To do: Report every line below that has the string "usize" in it.

Data to use:
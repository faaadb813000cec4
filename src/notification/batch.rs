//! 请求合并 - 将短时间内到达的多个权限/问题请求合并为一条通知
//!
//! 每个新请求都会重启防抖定时器，请求风暴最终只产生一条带计数的通知。
//! 定时器触发前被全部回复的批次会被直接丢弃。

use std::future::Future;
use std::time::Duration;
use tracing::debug;

use super::kind::BatchKind;
use super::timer::CancelableTimer;
use crate::context::{lock_context, SharedContext};

/// 单个请求类型的合并状态
#[derive(Debug, Default)]
pub struct BatchState {
    /// 等待合并的请求 ID（保持到达顺序，无重复）
    pending_ids: Vec<String>,
    /// 防抖定时器
    timer: CancelableTimer,
    /// 正在处理的批次代表 ID（用户回复后清空）
    active_id: Option<String>,
}

impl BatchState {
    /// 加入请求，已存在时返回 `false`
    pub fn add(&mut self, id: &str) -> bool {
        if self.pending_ids.iter().any(|existing| existing == id) {
            return false;
        }
        self.pending_ids.push(id.to_string());
        true
    }

    /// 移除请求，返回剩余数量；清空时取消防抖定时器
    pub fn remove(&mut self, id: &str) -> usize {
        self.pending_ids.retain(|existing| existing != id);
        if self.pending_ids.is_empty() {
            self.timer.cancel();
        }
        self.pending_ids.len()
    }

    pub fn pending_ids(&self) -> &[String] {
        &self.pending_ids
    }

    pub fn len(&self) -> usize {
        self.pending_ids.len()
    }

    pub fn is_empty(&self) -> bool {
        self.pending_ids.is_empty()
    }

    /// 防抖定时器是否在等待
    pub fn is_waiting(&self) -> bool {
        self.timer.is_pending()
    }

    pub fn active_id(&self) -> Option<&str> {
        self.active_id.as_deref()
    }

    pub fn is_active(&self, id: &str) -> bool {
        self.active_id.as_deref() == Some(id)
    }

    /// 若 `id` 是当前活跃请求则清空，返回是否清空
    pub fn clear_active_if(&mut self, id: &str) -> bool {
        if self.is_active(id) {
            self.active_id = None;
            true
        } else {
            false
        }
    }

    fn restart_timer<F>(&mut self, window: Duration, task: F)
    where
        F: Future<Output = ()> + Send + 'static,
    {
        // 旧定时器在赋值时被 drop 并中止
        self.timer = CancelableTimer::start(window, task);
    }

    /// 定时器触发：取出批次，第一个请求成为活跃 ID
    fn take_for_processing(&mut self) -> Vec<String> {
        self.timer.detach();
        let ids = std::mem::take(&mut self.pending_ids);
        if let Some(first) = ids.first() {
            self.active_id = Some(first.clone());
        }
        ids
    }

    pub fn reset(&mut self) {
        self.timer.cancel();
        self.pending_ids.clear();
        self.active_id = None;
    }
}

/// 请求合并器
#[derive(Clone)]
pub struct BatchAggregator {
    context: SharedContext,
}

impl BatchAggregator {
    pub fn new(context: SharedContext) -> Self {
        Self { context }
    }

    /// 加入批次并重启防抖定时器，返回当前批次大小
    ///
    /// 定时器到期时以捕获的请求 ID 调用 `on_flush`。
    pub fn add_to_batch<F, Fut>(
        &self,
        kind: BatchKind,
        id: &str,
        window: Duration,
        on_flush: F,
    ) -> usize
    where
        F: FnOnce(Vec<String>) -> Fut + Send + 'static,
        Fut: Future<Output = ()> + Send + 'static,
    {
        let context = self.context.clone();
        let flush = async move {
            let ids = {
                let mut ctx = lock_context(&context);
                ctx.batch_mut(kind).take_for_processing()
            };
            if ids.is_empty() {
                debug!(kind = %kind, "Batch resolved before flush, nothing to send");
                return;
            }
            debug!(kind = %kind, count = ids.len(), "Flushing batch");
            on_flush(ids).await;
        };

        let mut ctx = lock_context(&self.context);
        let batch = ctx.batch_mut(kind);
        if !batch.add(id) {
            debug!(kind = %kind, id = %id, "Duplicate request id ignored");
        }
        batch.restart_timer(window, flush);
        batch.len()
    }

    /// 从批次移除（用户在合并窗口内已回复），返回剩余数量
    pub fn remove_from_batch(&self, kind: BatchKind, id: &str) -> usize {
        let mut ctx = lock_context(&self.context);
        let batch = ctx.batch_mut(kind);
        let was_waiting = batch.is_waiting();
        let remaining = batch.remove(id);
        if was_waiting && remaining == 0 {
            debug!(kind = %kind, "Batch fully resolved, debounce timer cancelled");
        }
        remaining
    }
}

#[cfg(test)]
mod tests {
    use super::*;
    use crate::context::SessionContext;
    use std::sync::{Arc, Mutex};

    fn shared() -> SharedContext {
        Arc::new(Mutex::new(SessionContext::default()))
    }

    type Flushed = Arc<Mutex<Vec<Vec<String>>>>;

    fn recorder(flushed: &Flushed) -> impl FnOnce(Vec<String>) -> std::future::Ready<()> + Send + 'static {
        let flushed = flushed.clone();
        move |ids| {
            flushed.lock().unwrap().push(ids);
            std::future::ready(())
        }
    }

    #[test]
    fn test_batch_state_no_duplicates() {
        let mut state = BatchState::default();
        assert!(state.add("p1"));
        assert!(!state.add("p1"));
        assert!(state.add("p2"));
        assert_eq!(state.pending_ids(), &["p1".to_string(), "p2".to_string()]);
    }

    #[test]
    fn test_clear_active_if() {
        let mut state = BatchState::default();
        state.add("p1");
        state.add("p2");
        let ids = state.take_for_processing();
        assert_eq!(ids.len(), 2);
        assert_eq!(state.active_id(), Some("p1"));

        assert!(!state.clear_active_if("p2"));
        assert!(state.clear_active_if("p1"));
        assert!(state.active_id().is_none());
    }

    #[tokio::test(start_paused = true)]
    async fn test_requests_within_window_coalesce() {
        let context = shared();
        let aggregator = BatchAggregator::new(context.clone());
        let flushed: Flushed = Arc::default();
        let window = Duration::from_millis(800);

        aggregator.add_to_batch(BatchKind::Permission, "p1", window, recorder(&flushed));
        tokio::time::sleep(Duration::from_millis(50)).await;
        let size = aggregator.add_to_batch(BatchKind::Permission, "p2", window, recorder(&flushed));
        assert_eq!(size, 2);

        // 第二个请求重启窗口：第一个请求后 800ms 不应触发
        tokio::time::sleep(Duration::from_millis(760)).await;
        assert!(flushed.lock().unwrap().is_empty());

        tokio::time::sleep(Duration::from_millis(100)).await;
        let flushed = flushed.lock().unwrap();
        assert_eq!(flushed.len(), 1);
        assert_eq!(flushed[0], vec!["p1".to_string(), "p2".to_string()]);

        let ctx = lock_context(&context);
        assert!(ctx.batches[&BatchKind::Permission].is_empty());
        assert_eq!(ctx.batches[&BatchKind::Permission].active_id(), Some("p1"));
    }

    #[tokio::test(start_paused = true)]
    async fn test_removal_reduces_count() {
        let aggregator = BatchAggregator::new(shared());
        let flushed: Flushed = Arc::default();
        let window = Duration::from_millis(800);

        aggregator.add_to_batch(BatchKind::Permission, "p1", window, recorder(&flushed));
        tokio::time::sleep(Duration::from_millis(50)).await;
        aggregator.add_to_batch(BatchKind::Permission, "p2", window, recorder(&flushed));
        tokio::time::sleep(Duration::from_millis(50)).await;
        assert_eq!(aggregator.remove_from_batch(BatchKind::Permission, "p1"), 1);

        tokio::time::sleep(Duration::from_secs(1)).await;
        let flushed = flushed.lock().unwrap();
        assert_eq!(flushed.len(), 1);
        assert_eq!(flushed[0], vec!["p2".to_string()]);
    }

    #[tokio::test(start_paused = true)]
    async fn test_fully_resolved_batch_never_flushes() {
        let context = shared();
        let aggregator = BatchAggregator::new(context.clone());
        let flushed: Flushed = Arc::default();
        let window = Duration::from_millis(800);

        aggregator.add_to_batch(BatchKind::Question, "q1", window, recorder(&flushed));
        assert_eq!(aggregator.remove_from_batch(BatchKind::Question, "q1"), 0);
        assert!(!lock_context(&context).batches[&BatchKind::Question].is_waiting());

        tokio::time::sleep(Duration::from_secs(2)).await;
        assert!(flushed.lock().unwrap().is_empty());
    }

    #[tokio::test(start_paused = true)]
    async fn test_kinds_batch_independently() {
        let aggregator = BatchAggregator::new(shared());
        let flushed: Flushed = Arc::default();
        let window = Duration::from_millis(100);

        aggregator.add_to_batch(BatchKind::Permission, "p1", window, recorder(&flushed));
        aggregator.add_to_batch(BatchKind::Question, "q1", window, recorder(&flushed));

        tokio::time::sleep(Duration::from_millis(200)).await;
        assert_eq!(flushed.lock().unwrap().len(), 2);
    }
}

Solved problem:
    pub fn remove(&mut self, id: &str) -> usize {
    pub fn len(&self) -> usize {
    ) -> usize
    pub fn remove_from_batch(&self, kind: BatchKind, id: &str) -> usize {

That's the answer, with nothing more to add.